Many dietary supplements have been used to treat BPH. Russell B. Marz, a naturopathic physician, clinical nutrition expert and author of "Medical Nutrition From Marz," states that vitamins, minerals, amino acids and herbs may all help treat this condition. Useful dietary supplements for BPH, Marz states, include zinc picolinate, flax oil, amino acids such as glycine, glutamic acid and alanine, selenium, vitamin E, quercetin, saw palmetto and African pygeum.
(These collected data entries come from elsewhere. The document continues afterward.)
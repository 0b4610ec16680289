use std::path::PathBuf;

use anyhow::Result;
use clap::{Parser, Subcommand};
use token_cache_client::config::{file_to_settings, settings_from_env};
use token_cache_client::observability::metrics::get_metrics;
use token_cache_client::utils::logging::{self, LogLevel};
use token_cache_client::TokenAcquirer;
use tracing::info;

#[derive(Parser)]
#[command(author, version, about, long_about = None)]
struct Args {
    /// YAML config; settings are read from SC_* variables when omitted
    #[arg(short, long, env = "CONFIG")]
    config: Option<PathBuf>,
    #[arg(long, env = "LOG_LEVEL", value_enum)]
    log_level: Option<LogLevel>,
    /// print prometheus metrics to stderr when done
    #[arg(long)]
    metrics: bool,
    #[command(subcommand)]
    command: Command,
}

#[derive(Subcommand)]
enum Command {
    /// Token of the service itself
    App {
        #[arg(long, env = "SC_SVC_NAME")]
        name: String,
        #[arg(long, env = "SC_SVC_SECRET")]
        secret: String,
    },
    /// Token of the service acting for a user
    User {
        #[arg(long, env = "SC_SVC_NAME")]
        name: String,
        #[arg(long, env = "SC_SVC_SECRET")]
        secret: String,
        #[arg(long)]
        uid: String,
    },
}

#[tokio::main]
async fn main() -> Result<()> {
    // -------------------------------
    // 1. Load config, init logging
    // -------------------------------

    let args = Args::parse();
    let settings = match &args.config {
        Some(path) => file_to_settings(path).await?,
        None => settings_from_env()?,
    };
    logging::init(&settings.logging, args.log_level);

    // -------------------------------
    // 2. Acquire token
    // -------------------------------

    let acquirer = TokenAcquirer::from_settings(&settings)?;
    info!(cache = ?acquirer.cache(), issuer = %settings.issuer.service_addr, "acquiring token");
    let token = match &args.command {
        Command::App { name, secret } => acquirer.get_app_token(name, secret).await?,
        Command::User { name, secret, uid } => acquirer.get_user_token(name, secret, uid).await?,
    };
    println!("{}", token);

    // -------------------------------
    // 3. Metrics
    // -------------------------------

    if args.metrics {
        eprintln!("{}", get_metrics().await.render()?);
    }
    Ok(())
}
use anyhow::{anyhow, Result};
use async_trait::async_trait;
use thiserror::Error;
use tracing::debug;

use crate::restclient::{RequestOptions, RestClient, RestResponse};
use crate::sources::request::TokenRequest;

/// Status code the issuer answers with when a token was granted.
pub const ISSUER_SUCCESS_CODE: u16 = 200;

/// The issuer answered, but not with a token. The display text is the raw
/// response body, passed through unchanged.
#[derive(Debug, Clone, Error, PartialEq, Eq)]
#[error("{body}")]
pub struct IssuerRejection {
    pub status: u16,
    pub body: String,
}

/// Remote service that hands out tokens.
#[async_trait]
pub trait TokenIssuer: Send + Sync {
    /// Transport failures are errors; every answer, whatever its status, is
    /// returned as a response.
    async fn issue(&self, request: &TokenRequest) -> Result<RestResponse>;
}

/// Issuer reached over HTTP: POST of the request body as JSON to
/// `service_addr` + `api_path`.
#[derive(Debug, Clone)]
pub struct HttpIssuer {
    pub service_addr: String,
    pub api_path: String,
    pub options: RequestOptions,
    client: RestClient,
}

impl HttpIssuer {
    pub fn new(service_addr: impl Into<String>, api_path: impl Into<String>, options: RequestOptions) -> Result<Self> {
        let service_addr = service_addr.into();
        if service_addr.trim().is_empty() {
            return Err(anyhow!("token issuer service address is empty"));
        }
        Ok(Self {
            service_addr,
            api_path: api_path.into(),
            options,
            client: RestClient::new()?,
        })
    }

    pub fn with_client(mut self, client: RestClient) -> Self {
        self.client = client;
        self
    }
}

#[async_trait]
impl TokenIssuer for HttpIssuer {
    async fn issue(&self, request: &TokenRequest) -> Result<RestResponse> {
        debug!(service = %request.service_name(), kind = request.kind().as_str(), "requesting token from issuer");
        self.client
            .post(&self.service_addr, &self.api_path, &request.body(), &self.options)
            .await
    }
}
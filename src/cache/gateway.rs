use std::sync::Arc;
use std::time::Duration;

use anyhow::Result;
use async_trait::async_trait;
use tracing::warn;

/// Key/value backend able to hold token payloads with an expiry.
///
/// Implementations guarantee atomicity of single `get`/`set_with_expiry`
/// calls; nothing else is synchronized on top of them.
#[async_trait]
pub trait TokenStore: Send + Sync {
    /// `Ok(None)` for a missing or expired key.
    async fn get(&self, key: &str) -> Result<Option<String>>;

    async fn set_with_expiry(&self, key: &str, value: &str, ttl: Duration) -> Result<()>;
}

/// Optional token cache. `Disabled` means no backend was wired up and every
/// cache interaction is skipped.
#[derive(Clone, Default)]
pub enum TokenCacheGateway {
    #[default]
    Disabled,
    Configured(Arc<dyn TokenStore>),
}

impl std::fmt::Debug for TokenCacheGateway {
    fn fmt(&self, f: &mut std::fmt::Formatter<'_>) -> std::fmt::Result {
        match self {
            TokenCacheGateway::Disabled => f.write_str("Disabled"),
            TokenCacheGateway::Configured(_) => f.write_str("Configured"),
        }
    }
}

impl TokenCacheGateway {
    pub fn new(store: impl TokenStore + 'static) -> Self {
        TokenCacheGateway::Configured(Arc::new(store))
    }

    pub fn is_configured(&self) -> bool {
        matches!(self, TokenCacheGateway::Configured(_))
    }

    /// Look up a cached payload. Backend errors are logged and read as a miss.
    pub async fn get(&self, key: &str) -> Option<String> {
        match self {
            TokenCacheGateway::Disabled => None,
            TokenCacheGateway::Configured(store) => store
                .get(key)
                .await
                .inspect_err(|e| warn!(key = %key, error = %e, "token cache read failed, treating as miss"))
                .ok()
                .flatten(),
        }
    }

    /// Store a payload. Writing to a disabled gateway is a no-op.
    pub async fn set_with_expiry(&self, key: &str, value: &str, ttl: Duration) -> Result<()> {
        match self {
            TokenCacheGateway::Disabled => Ok(()),
            TokenCacheGateway::Configured(store) => store.set_with_expiry(key, value, ttl).await,
        }
    }
}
Other lifestyle factors, especially diet, are important in the treatment of BPH.

Featured Supplement

Saw palmetto is one of the most popular dietary supplements in treating BPH. Saw palmetto, the National Center for Complementary and Alternative Medicine notes, may be helpful for numerous conditions, including BPH, longstanding pelvic pain, bladder conditions, low libido, hair loss, prostate cancer and hormonal imbalance. Saw palmetto has anti-inflammatory, diuretic, antispasmodic and decongestant action. The fruit of the saw palmetto plant -- a small palm that grows throughout the southeastern United States -- is used to make dietary supplements.

Disclaimer

If you are experiencing difficulties with urination, consider visiting your family doctor for a thorough evaluation and treatment plan. A qualified health care professional can offer you treatment alternatives and provide you with information about alternative therapies, including dietary supplementation. Some dietary supplements contain active constituents that may cause unwanted side effects, especially if you are pregnant or have other medical conditions. When communicating with your doctor, provide as much information about your health status as possible.